Re: new errno ?

2018-07-07 Thread Thor Lancelot Simon
The DOMAIN and RANGE errno values are not really used outside
floating-point code, and are...conceptually appropriate...to
many other kinds of problems.

Thor

On Fri, Jul 06, 2018 at 03:59:12PM -0700, Jason Thorpe wrote:
> 
> 
> > On Jul 6, 2018, at 2:49 PM, Eitan Adler  wrote:
> > 
> > For those interested in some of the history:
> > https://lists.freebsd.org/pipermail/freebsd-hackers/2003-May/000791.html 
> > 
> 
> ...and the subsequent thread went just as I expected it might.  Sigh.
> 
> Anyway... in what situations is this absurd error code used in the 802.11 
> code?  EFAULT seems wrong because it means something very specific.  
> Actually, that brings me to a bigger point... rather than having a generic 
> error code for "lulz I could have panic'd here, heh", why not simply return 
> an error code appropriate for the situation that would have otherwise 
> resulted in calling panic()?  There are many to choose from :-)
> 
> -- thorpej
> 

-- 
  Thor Lancelot Simont...@panix.com
 "The two most common variations translate as follows:
illegitimi non carborundum = the unlawful are not silicon carbide
illegitimis non carborundum = the unlawful don't have silicon carbide."


Re: new errno ?

2018-07-07 Thread Robert Elz
Date:Fri, 6 Jul 2018 13:46:42 -0600
From:Warner Losh 
Message-ID:  



  | Poul-Henning added it to differentiate between potentially valid but not in
  | this combo (EINVAL or EFAULT) and args that are clearly programming errors
  | (EDOOFUS), but in code that couldn't just panic.

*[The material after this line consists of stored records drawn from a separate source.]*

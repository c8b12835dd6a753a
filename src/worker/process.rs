use super::{Worker, WorkerError, WorkerHandle, WorkerProcess};
use crate::config::Config;
use async_trait::async_trait;
use std::collections::BTreeMap;
use std::path::{Path, PathBuf};
use std::process::Stdio;
use tokio::process::{Child, Command};
use tracing::debug;

/// Runs the analysis worker as a child process: `[interpreter] <entry_point> <artifact>`.
#[derive(Debug, Clone)]
pub struct ProcessWorker {
    interpreter: Option<PathBuf>,
    entry_point: PathBuf,
}

impl ProcessWorker {
    pub fn new(cfg: &Config) -> Self {
        Self {
            interpreter: resolve_interpreter(&cfg.worker.interpreter),
            entry_point: expand_tilde(&cfg.worker.entry_point),
        }
    }

    pub fn with_entry_point(interpreter: Option<PathBuf>, entry_point: impl Into<PathBuf>) -> Self {
        Self {
            interpreter,
            entry_point: entry_point.into(),
        }
    }

    pub fn entry_point(&self) -> &Path {
        &self.entry_point
    }

    pub fn interpreter(&self) -> Option<&Path> {
        self.interpreter.as_deref()
    }

    pub fn is_available(&self) -> bool {
        self.entry_point.exists()
    }
}

impl Worker for ProcessWorker {
    fn invoke(
        &self,
        artifact: &Path,
        env: &BTreeMap<String, String>,
    ) -> Result<WorkerHandle, WorkerError> {
        if !self.is_available() {
            return Err(WorkerError::Unavailable(self.entry_point.clone()));
        }

        let mut cmd = match &self.interpreter {
            Some(interpreter) => {
                let mut cmd = Command::new(interpreter);
                cmd.arg(&self.entry_point);
                cmd
            }
            None => Command::new(&self.entry_point),
        };
        cmd.arg(artifact);
        cmd.envs(env);
        cmd.stdin(Stdio::null());
        cmd.stdout(Stdio::piped());
        cmd.stderr(Stdio::piped());
        cmd.kill_on_drop(true);
        #[cfg(unix)]
        cmd.process_group(0);

        debug!(
            "spawning worker {} for {}",
            self.entry_point.display(),
            artifact.display()
        );
        let mut child = cmd.spawn().map_err(|source| WorkerError::Spawn {
            entry: self.entry_point.clone(),
            source,
        })?;

        let group = if cfg!(unix) { child.id() } else { None };
        let stdout = child
            .stdout
            .take()
            .ok_or(WorkerError::MissingStream("stdout"))?;
        let stderr = child
            .stderr
            .take()
            .ok_or(WorkerError::MissingStream("stderr"))?;

        Ok(WorkerHandle {
            primary: Box::pin(stdout),
            diagnostic: Box::pin(stderr),
            process: Box::new(ChildProcess { group, child }),
        })
    }
}

/// The spawned child. On unix it leads its own process group, so a kill also
/// reaches anything the worker started.
struct ChildProcess {
    group: Option<u32>,
    child: Child,
}

#[async_trait]
impl WorkerProcess for ChildProcess {
    async fn wait(&mut self) -> std::io::Result<Option<i32>> {
        let status = self.child.wait().await?;
        Ok(status.code())
    }

    async fn kill(&mut self) -> std::io::Result<()> {
        if let Some(pgid) = self.group {
            kill_group(pgid)?;
        }
        if self.child.try_wait()?.is_some() {
            return Ok(());
        }
        self.child.kill().await
    }
}

#[cfg(unix)]
fn kill_group(pgid: u32) -> std::io::Result<()> {
    use nix::sys::signal::{Signal, killpg};
    use nix::unistd::Pid;

    match killpg(Pid::from_raw(pgid as i32), Signal::SIGKILL) {
        Ok(()) | Err(nix::errno::Errno::ESRCH) => Ok(()),
        Err(errno) => Err(errno.into()),
    }
}

#[cfg(not(unix))]
fn kill_group(_pgid: u32) -> std::io::Result<()> {
    Ok(())
}

fn resolve_interpreter(raw: &str) -> Option<PathBuf> {
    let raw = raw.trim();
    if raw.is_empty() {
        return None;
    }
    if raw.eq_ignore_ascii_case("auto") {
        if let Ok(env_val) = std::env::var("UNAI_PYTHON") {
            let p = expand_tilde(&env_val);
            if p.exists() {
                return Some(p);
            }
        }
        return Some(PathBuf::from("python3"));
    }
    Some(expand_tilde(raw))
}

fn expand_tilde(path: &str) -> PathBuf {
    if let Some(rest) = path.strip_prefix("~/") {
        if let Ok(home) = std::env::var("HOME") {
            return PathBuf::from(home).join(rest);
        }
    }
    PathBuf::from(path)
}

I fail to understand the logic behind that.   What's more I think from the 
original (FreeBSD) thread, it is incorrect.,  That is, the argument was not
that the code could not panic (I find it very hard to even conceive of the
possibility of a case where it is possible to return an error to the user, but
a panic (in kernel) or abort() (in userlevel code) is not possible) but rather
that it was possible to not panic, and so that is the path that should be
taken.

Sorry, but that is just brain dead.

The situation where an internal programming inconsistency has been
detected is the one (perhaps the only) place where a panic (or abort)
is the right solution.   Then it happens, once, somewhere, someone works
out what caused it, fixes it, and it never happens again.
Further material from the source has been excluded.